§ Your objective:
Lines from the one containing "assert_relative_eq!(out[99].y, 9.0);" through the last line of the records below are to be repeated exactly.
■ ■ ■ ■ ■ ■ ■
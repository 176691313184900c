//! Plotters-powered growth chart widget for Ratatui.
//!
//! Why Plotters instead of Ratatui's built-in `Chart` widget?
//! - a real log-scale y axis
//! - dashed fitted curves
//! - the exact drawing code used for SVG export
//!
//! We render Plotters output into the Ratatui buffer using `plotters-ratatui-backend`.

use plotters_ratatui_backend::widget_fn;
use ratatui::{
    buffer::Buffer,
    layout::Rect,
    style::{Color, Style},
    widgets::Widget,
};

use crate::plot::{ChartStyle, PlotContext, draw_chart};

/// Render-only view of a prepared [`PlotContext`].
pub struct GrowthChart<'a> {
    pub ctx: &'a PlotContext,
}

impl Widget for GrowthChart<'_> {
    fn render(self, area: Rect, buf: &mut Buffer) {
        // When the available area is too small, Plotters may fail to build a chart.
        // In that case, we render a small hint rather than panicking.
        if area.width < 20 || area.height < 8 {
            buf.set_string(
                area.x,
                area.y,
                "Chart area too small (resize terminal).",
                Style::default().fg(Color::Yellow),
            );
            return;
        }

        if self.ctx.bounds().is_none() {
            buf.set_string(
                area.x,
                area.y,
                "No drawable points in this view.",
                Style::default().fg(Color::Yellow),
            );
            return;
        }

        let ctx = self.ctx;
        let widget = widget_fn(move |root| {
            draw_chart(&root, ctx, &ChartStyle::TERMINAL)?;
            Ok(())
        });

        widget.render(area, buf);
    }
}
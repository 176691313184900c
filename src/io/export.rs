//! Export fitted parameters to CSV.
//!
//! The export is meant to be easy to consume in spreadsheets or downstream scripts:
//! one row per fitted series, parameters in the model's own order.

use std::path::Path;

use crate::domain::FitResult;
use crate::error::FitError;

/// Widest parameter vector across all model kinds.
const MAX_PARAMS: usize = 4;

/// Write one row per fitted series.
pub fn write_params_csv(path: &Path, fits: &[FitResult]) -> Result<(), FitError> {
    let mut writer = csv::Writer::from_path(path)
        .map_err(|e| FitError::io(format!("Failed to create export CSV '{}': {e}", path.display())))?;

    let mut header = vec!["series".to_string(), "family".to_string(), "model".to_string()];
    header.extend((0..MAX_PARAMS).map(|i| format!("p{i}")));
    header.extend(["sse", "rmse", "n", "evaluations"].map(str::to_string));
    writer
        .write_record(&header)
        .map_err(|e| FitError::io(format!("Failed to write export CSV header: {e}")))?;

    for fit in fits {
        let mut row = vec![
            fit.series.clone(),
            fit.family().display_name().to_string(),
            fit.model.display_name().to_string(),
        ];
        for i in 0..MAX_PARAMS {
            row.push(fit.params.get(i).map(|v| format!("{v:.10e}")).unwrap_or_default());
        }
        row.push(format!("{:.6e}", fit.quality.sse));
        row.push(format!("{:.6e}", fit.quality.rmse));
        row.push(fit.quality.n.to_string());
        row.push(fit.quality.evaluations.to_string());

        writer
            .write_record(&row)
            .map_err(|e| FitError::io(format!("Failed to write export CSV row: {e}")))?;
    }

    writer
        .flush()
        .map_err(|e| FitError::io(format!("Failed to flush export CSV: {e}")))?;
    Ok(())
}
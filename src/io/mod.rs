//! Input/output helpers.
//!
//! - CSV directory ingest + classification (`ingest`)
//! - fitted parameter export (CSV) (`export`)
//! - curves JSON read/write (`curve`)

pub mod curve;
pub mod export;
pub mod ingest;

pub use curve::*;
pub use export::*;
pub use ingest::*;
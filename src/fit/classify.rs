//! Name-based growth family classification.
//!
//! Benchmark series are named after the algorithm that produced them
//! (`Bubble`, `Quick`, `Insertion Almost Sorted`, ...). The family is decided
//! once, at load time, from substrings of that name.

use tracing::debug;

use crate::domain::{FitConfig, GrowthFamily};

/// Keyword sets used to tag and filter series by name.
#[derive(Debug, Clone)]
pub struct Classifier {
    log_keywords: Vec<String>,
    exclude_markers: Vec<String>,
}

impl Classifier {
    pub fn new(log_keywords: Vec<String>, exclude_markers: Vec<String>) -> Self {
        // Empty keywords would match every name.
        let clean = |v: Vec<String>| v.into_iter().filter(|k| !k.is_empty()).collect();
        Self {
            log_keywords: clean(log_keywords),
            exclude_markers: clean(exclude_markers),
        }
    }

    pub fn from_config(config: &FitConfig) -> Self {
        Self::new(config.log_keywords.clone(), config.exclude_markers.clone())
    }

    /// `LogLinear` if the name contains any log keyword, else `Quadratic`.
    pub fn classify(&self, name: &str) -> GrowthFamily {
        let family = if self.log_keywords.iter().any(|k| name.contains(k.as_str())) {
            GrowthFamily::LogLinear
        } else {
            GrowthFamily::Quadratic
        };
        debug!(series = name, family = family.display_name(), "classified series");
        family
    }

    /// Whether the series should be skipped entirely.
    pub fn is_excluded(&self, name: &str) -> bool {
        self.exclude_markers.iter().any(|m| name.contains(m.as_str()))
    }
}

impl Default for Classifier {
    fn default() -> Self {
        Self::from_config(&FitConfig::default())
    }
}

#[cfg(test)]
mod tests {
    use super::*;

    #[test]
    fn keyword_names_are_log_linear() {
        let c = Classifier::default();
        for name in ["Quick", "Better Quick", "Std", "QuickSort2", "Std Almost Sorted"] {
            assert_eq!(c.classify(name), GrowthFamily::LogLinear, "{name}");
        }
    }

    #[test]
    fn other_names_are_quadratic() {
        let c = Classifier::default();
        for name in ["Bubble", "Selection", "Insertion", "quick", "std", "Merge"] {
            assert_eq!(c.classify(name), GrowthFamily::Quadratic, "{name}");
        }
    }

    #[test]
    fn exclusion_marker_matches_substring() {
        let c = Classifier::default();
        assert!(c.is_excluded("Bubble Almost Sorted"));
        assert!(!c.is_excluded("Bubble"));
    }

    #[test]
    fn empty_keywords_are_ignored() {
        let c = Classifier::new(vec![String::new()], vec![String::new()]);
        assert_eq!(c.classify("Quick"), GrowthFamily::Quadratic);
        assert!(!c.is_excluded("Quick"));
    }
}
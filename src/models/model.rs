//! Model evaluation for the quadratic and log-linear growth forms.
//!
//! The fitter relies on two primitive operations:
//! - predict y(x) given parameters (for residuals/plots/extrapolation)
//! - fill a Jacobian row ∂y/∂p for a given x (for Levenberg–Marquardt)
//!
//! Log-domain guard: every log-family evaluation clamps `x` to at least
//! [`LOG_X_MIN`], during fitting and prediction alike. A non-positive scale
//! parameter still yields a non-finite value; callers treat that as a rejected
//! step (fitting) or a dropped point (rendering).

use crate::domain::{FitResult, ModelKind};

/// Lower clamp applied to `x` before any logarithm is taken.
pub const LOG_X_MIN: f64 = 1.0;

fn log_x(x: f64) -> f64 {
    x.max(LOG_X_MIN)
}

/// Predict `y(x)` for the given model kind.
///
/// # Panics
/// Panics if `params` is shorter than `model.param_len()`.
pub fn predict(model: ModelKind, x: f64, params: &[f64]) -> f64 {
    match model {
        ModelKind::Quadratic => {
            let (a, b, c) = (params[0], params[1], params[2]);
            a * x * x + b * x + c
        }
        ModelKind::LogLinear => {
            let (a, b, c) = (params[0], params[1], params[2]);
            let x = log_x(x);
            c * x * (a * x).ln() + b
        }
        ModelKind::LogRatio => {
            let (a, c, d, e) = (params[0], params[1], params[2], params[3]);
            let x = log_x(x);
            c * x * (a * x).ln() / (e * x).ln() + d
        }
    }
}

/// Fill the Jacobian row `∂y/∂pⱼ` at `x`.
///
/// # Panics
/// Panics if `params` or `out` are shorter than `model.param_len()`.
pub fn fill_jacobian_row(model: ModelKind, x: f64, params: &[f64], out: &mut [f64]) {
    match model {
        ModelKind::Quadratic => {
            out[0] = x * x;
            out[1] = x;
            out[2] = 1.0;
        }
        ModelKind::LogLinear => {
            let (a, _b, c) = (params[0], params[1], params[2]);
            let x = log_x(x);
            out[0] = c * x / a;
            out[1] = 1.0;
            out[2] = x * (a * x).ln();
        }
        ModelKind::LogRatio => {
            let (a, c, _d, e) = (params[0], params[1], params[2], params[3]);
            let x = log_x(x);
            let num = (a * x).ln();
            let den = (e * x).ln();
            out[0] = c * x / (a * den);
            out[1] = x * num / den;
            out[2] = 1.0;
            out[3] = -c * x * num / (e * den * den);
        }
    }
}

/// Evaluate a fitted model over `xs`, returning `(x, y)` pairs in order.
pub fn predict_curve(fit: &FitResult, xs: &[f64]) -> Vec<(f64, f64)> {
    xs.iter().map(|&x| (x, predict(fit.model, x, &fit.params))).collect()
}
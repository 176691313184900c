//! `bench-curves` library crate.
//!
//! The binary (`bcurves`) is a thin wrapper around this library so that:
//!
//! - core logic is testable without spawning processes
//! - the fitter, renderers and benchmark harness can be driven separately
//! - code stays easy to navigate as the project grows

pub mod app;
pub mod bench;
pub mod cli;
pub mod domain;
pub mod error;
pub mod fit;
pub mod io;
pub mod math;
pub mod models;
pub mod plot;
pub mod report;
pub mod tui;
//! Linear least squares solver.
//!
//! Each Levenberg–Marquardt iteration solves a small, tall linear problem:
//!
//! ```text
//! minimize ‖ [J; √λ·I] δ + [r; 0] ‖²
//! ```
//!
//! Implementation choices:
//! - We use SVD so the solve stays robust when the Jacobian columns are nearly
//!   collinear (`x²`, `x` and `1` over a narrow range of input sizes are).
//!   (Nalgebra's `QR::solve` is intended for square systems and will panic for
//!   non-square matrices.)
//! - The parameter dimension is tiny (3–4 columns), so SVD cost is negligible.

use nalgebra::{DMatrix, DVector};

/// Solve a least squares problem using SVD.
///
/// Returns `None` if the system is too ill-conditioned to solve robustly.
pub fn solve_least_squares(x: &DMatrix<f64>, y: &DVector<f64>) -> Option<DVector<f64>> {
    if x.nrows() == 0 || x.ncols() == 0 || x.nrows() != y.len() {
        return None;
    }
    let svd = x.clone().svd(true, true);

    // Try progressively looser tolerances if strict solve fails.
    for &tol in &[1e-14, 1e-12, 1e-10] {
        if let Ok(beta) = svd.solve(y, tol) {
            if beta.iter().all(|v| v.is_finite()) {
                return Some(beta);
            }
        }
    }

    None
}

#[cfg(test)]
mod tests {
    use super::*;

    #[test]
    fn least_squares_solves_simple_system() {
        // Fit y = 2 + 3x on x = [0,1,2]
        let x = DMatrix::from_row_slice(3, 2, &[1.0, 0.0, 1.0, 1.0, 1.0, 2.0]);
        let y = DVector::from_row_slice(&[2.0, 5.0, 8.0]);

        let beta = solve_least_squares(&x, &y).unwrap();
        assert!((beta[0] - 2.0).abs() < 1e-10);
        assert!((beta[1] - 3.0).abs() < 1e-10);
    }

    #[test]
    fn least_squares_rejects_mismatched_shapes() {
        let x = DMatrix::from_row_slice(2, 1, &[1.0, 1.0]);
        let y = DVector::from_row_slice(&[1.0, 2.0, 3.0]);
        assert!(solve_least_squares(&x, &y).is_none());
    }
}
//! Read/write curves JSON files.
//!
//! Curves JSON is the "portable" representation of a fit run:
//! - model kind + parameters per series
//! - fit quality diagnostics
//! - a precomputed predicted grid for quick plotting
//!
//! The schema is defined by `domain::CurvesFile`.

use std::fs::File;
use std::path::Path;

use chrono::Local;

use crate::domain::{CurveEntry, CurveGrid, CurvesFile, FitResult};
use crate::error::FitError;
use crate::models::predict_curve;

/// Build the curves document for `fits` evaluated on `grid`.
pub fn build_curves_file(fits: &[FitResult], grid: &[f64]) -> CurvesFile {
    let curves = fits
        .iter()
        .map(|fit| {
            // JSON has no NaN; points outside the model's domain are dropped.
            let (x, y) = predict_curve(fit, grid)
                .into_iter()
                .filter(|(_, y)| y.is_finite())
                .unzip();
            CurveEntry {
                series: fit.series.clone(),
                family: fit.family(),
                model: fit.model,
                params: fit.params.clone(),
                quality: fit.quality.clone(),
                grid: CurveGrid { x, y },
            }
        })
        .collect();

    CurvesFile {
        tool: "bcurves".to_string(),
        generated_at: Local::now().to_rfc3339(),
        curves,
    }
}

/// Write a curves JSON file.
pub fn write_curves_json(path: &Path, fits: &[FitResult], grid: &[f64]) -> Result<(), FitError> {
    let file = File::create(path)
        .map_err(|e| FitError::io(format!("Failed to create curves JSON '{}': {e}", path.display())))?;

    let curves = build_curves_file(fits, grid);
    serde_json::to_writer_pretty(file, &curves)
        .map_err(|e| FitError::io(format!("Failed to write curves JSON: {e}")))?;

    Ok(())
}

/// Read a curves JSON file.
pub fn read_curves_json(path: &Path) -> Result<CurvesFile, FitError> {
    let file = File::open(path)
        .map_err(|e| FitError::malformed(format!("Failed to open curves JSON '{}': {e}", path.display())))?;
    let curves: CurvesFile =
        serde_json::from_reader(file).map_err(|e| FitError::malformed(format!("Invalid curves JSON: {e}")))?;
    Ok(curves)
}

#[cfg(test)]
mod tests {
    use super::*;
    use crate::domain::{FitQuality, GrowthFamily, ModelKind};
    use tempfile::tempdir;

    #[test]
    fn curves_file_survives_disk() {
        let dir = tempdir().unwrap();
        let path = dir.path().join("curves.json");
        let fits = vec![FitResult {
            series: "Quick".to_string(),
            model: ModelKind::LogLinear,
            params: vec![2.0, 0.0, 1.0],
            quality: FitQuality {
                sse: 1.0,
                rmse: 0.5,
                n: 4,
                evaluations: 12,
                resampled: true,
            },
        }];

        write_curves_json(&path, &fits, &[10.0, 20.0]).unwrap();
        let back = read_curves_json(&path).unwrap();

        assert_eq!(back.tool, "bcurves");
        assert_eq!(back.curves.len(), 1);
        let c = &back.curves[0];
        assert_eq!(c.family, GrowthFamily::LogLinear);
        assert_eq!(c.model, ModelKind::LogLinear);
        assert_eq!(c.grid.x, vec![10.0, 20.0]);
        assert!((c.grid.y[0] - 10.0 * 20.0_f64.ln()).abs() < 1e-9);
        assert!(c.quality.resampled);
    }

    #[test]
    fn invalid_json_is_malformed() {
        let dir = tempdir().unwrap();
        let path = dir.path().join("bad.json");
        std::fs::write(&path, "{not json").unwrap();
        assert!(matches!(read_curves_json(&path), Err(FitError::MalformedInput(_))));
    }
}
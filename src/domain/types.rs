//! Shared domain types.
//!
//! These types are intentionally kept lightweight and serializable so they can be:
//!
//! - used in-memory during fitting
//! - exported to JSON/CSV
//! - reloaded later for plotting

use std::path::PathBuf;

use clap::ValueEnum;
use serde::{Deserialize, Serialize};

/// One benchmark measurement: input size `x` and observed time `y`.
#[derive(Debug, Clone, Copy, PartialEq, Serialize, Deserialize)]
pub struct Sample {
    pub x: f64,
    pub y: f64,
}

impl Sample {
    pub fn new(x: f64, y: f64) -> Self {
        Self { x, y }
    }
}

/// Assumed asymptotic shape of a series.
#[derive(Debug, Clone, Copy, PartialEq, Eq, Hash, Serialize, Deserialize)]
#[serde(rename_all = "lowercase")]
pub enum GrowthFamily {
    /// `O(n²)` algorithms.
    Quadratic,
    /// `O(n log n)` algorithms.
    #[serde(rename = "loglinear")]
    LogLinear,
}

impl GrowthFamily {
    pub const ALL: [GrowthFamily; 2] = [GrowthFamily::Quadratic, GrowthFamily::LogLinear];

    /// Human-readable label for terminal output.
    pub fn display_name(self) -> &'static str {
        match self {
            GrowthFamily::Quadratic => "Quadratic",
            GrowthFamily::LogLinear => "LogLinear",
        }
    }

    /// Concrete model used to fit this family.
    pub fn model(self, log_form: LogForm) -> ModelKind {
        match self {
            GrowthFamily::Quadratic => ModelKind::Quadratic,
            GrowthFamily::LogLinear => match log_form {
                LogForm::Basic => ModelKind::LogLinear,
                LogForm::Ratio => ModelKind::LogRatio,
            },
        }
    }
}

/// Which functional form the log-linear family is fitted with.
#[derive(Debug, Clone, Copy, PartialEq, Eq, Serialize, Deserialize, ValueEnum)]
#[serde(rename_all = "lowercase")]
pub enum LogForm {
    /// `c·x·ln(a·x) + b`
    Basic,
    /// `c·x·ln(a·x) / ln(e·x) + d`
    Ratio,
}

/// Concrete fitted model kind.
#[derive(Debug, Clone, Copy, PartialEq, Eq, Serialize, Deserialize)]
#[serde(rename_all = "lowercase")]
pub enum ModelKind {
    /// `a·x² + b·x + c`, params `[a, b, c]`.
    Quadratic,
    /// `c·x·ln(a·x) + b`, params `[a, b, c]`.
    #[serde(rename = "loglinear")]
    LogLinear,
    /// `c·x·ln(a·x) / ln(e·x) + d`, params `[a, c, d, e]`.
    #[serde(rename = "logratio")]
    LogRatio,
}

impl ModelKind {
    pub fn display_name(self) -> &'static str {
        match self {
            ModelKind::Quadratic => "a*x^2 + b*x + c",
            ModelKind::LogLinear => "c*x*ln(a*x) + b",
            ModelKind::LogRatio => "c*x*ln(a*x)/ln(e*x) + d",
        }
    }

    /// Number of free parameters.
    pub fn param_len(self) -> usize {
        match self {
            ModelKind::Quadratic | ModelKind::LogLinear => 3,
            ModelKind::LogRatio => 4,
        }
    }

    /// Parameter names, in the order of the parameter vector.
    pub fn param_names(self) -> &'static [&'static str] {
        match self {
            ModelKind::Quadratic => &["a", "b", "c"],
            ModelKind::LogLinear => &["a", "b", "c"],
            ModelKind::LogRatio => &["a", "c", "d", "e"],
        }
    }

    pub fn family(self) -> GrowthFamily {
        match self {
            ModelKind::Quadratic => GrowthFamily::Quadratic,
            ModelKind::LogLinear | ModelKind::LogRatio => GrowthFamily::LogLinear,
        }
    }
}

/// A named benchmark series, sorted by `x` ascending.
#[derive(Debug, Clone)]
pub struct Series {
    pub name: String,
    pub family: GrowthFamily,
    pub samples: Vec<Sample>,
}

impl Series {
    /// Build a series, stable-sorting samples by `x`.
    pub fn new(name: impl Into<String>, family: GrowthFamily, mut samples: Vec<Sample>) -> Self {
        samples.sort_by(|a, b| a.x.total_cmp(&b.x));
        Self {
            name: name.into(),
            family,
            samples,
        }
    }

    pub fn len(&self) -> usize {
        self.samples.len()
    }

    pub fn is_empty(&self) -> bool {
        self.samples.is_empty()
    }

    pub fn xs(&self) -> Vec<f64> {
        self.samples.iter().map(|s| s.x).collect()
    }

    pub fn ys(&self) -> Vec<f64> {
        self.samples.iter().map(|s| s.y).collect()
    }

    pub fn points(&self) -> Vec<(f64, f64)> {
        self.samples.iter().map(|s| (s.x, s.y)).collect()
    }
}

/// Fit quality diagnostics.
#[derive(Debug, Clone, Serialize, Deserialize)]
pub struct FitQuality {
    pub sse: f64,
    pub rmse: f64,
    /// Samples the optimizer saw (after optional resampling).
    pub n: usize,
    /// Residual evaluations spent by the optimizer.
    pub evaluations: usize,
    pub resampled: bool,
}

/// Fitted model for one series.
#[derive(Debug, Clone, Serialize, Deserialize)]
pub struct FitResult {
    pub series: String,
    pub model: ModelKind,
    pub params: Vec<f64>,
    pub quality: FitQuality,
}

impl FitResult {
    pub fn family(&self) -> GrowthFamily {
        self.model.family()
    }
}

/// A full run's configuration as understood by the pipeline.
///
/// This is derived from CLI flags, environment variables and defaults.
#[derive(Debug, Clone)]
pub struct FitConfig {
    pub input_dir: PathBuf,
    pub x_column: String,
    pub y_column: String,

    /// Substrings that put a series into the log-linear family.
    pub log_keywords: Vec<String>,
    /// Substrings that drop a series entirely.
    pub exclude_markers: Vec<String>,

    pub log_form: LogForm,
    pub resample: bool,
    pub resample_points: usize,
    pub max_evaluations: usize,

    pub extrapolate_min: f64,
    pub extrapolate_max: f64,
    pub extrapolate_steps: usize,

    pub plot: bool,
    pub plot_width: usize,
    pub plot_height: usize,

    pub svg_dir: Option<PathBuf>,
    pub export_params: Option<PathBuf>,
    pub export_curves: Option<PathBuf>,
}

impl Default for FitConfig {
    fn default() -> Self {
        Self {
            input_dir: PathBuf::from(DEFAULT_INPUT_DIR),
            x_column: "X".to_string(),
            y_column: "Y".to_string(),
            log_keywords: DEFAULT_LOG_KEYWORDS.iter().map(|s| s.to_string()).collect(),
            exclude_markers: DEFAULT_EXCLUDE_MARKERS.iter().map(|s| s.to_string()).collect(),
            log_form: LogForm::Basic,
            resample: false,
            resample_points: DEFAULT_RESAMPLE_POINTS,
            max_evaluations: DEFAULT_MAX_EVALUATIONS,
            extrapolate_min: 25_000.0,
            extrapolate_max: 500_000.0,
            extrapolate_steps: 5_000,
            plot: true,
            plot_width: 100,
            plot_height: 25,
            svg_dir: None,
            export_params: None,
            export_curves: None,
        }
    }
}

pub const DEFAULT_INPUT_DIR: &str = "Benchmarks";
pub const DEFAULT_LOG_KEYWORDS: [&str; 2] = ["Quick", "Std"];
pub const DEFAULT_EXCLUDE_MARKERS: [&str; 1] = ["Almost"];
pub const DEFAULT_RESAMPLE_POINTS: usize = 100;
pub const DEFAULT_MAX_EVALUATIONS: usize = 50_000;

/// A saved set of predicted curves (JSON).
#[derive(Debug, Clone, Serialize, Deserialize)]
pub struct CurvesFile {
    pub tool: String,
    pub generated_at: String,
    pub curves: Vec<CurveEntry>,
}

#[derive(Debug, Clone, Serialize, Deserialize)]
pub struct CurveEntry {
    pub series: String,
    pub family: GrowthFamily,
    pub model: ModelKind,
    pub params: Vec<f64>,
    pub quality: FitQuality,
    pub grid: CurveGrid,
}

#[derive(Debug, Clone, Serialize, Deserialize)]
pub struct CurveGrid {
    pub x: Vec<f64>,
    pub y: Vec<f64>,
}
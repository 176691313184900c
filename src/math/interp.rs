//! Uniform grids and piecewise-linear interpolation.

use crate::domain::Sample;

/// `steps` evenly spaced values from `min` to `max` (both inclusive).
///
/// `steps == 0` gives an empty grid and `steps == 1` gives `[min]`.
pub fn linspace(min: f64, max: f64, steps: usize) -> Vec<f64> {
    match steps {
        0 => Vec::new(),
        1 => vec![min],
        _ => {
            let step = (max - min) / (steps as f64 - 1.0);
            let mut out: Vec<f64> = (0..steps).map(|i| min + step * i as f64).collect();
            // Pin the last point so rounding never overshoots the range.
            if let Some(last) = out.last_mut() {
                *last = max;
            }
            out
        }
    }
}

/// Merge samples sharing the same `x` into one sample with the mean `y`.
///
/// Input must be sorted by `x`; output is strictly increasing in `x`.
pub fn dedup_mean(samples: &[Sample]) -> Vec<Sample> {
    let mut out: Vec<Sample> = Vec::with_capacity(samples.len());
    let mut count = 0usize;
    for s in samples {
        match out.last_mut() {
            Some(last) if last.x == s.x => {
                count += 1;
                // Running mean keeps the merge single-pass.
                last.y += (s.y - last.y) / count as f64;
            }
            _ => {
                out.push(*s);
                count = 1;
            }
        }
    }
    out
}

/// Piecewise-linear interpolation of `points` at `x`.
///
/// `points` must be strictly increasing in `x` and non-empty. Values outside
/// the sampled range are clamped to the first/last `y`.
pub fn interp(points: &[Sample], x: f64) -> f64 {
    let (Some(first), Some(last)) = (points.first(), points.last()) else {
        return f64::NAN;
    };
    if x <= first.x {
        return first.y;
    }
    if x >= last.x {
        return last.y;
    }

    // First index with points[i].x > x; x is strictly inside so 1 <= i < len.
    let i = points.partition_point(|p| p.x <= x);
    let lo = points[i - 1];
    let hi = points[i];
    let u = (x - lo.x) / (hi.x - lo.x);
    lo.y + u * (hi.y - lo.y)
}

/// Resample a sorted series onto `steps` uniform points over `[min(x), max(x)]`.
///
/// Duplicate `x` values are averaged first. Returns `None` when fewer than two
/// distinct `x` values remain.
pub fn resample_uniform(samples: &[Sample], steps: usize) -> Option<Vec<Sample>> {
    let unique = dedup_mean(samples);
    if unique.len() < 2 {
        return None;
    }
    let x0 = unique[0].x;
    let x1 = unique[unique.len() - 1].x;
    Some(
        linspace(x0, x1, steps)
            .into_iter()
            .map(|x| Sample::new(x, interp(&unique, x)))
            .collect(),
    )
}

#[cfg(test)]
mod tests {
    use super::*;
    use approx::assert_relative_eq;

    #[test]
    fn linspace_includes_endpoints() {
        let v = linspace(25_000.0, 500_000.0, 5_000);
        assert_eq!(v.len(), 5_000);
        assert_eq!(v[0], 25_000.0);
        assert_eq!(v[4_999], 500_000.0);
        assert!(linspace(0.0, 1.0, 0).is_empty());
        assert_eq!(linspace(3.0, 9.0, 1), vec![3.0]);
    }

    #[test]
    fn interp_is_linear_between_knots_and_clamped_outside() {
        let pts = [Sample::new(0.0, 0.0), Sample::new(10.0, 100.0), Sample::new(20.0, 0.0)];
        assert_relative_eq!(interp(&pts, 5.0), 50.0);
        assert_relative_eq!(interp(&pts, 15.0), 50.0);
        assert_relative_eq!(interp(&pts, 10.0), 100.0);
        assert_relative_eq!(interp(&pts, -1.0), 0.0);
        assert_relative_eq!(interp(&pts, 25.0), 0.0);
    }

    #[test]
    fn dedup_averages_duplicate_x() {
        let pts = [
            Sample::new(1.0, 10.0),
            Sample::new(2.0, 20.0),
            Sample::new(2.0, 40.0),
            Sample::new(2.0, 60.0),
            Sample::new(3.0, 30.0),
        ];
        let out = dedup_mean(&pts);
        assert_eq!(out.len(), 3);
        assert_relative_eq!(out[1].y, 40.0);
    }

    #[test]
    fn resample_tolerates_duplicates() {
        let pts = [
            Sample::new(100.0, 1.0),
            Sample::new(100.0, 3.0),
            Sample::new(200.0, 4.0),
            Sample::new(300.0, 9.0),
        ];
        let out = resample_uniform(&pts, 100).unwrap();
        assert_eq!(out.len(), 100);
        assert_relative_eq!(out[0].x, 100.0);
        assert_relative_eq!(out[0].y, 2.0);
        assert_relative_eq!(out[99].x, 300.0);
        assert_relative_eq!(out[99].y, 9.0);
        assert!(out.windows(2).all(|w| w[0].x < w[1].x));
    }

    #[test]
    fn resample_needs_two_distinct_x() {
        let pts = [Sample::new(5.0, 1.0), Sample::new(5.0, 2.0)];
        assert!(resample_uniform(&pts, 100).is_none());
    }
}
■ ■ ■ ■ ■ ■ ■
§ Finished exercise:
        assert_relative_eq!(out[99].y, 9.0);
        assert!(out.windows(2).all(|w| w[0].x < w[1].x));
    }

    #[test]
    fn resample_needs_two_distinct_x() {
        let pts = [Sample::new(5.0, 1.0), Sample::new(5.0, 2.0)];
        assert!(resample_uniform(&pts, 100).is_none());
    }
}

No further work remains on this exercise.